Problem to work on: Each record should be written out exactly as it stands.

• • • •

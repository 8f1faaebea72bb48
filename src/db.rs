//! Creates the database schema.

use rusqlite::{Connection, Transaction as SqlTransaction, TransactionBehavior};

use crate::{
    Error, category::create_category_tables, rule::create_rule_table,
    transaction::create_transaction_table, user::create_user_table,
};

/// Create the tables for the domain models if they do not exist.
///
/// The tables are created in a single exclusive transaction, so a partially
/// created schema is never left behind.
///
/// # Errors
/// Returns an [Error::SqlError] if there is an SQL error.
pub fn initialize(connection: &Connection) -> Result<(), Error> {
    let transaction = SqlTransaction::new_unchecked(connection, TransactionBehavior::Exclusive)?;

    create_user_table(&transaction)?;
    create_category_tables(&transaction)?;
    create_transaction_table(&transaction)?;
    create_rule_table(&transaction)?;

    transaction.commit()?;

    Ok(())
}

• • • •

Answer:
repository 8f1faaebea72bb48
filename src/db.rs
//! Creates the database schema.

use rusqlite::{Connection, Transaction as SqlTransaction, TransactionBehavior};

use crate::{
    Error, category::create_category_tables, rule::create_rule_table,
    transaction::create_transaction_table, user::create_user_table,
};

/// Create the tables for the domain models if they do not exist.
///
/// The tables are created in a single exclusive transaction, so a partially
/// created schema is never left behind.
///
/// # Errors
/// Returns an [Error::SqlError] if there is an SQL error.
pub fn initialize(connection: &Connection) -> Result<(), Error> {
    let transaction = SqlTransaction::new_unchecked(connection, TransactionBehavior::Exclusive)?;

    create_user_table(&transaction)?;
    create_category_tables(&transaction)?;
    create_transaction_table(&transaction)?;
    create_rule_table(&transaction)?;

    transaction.commit()?;

    Ok(())
}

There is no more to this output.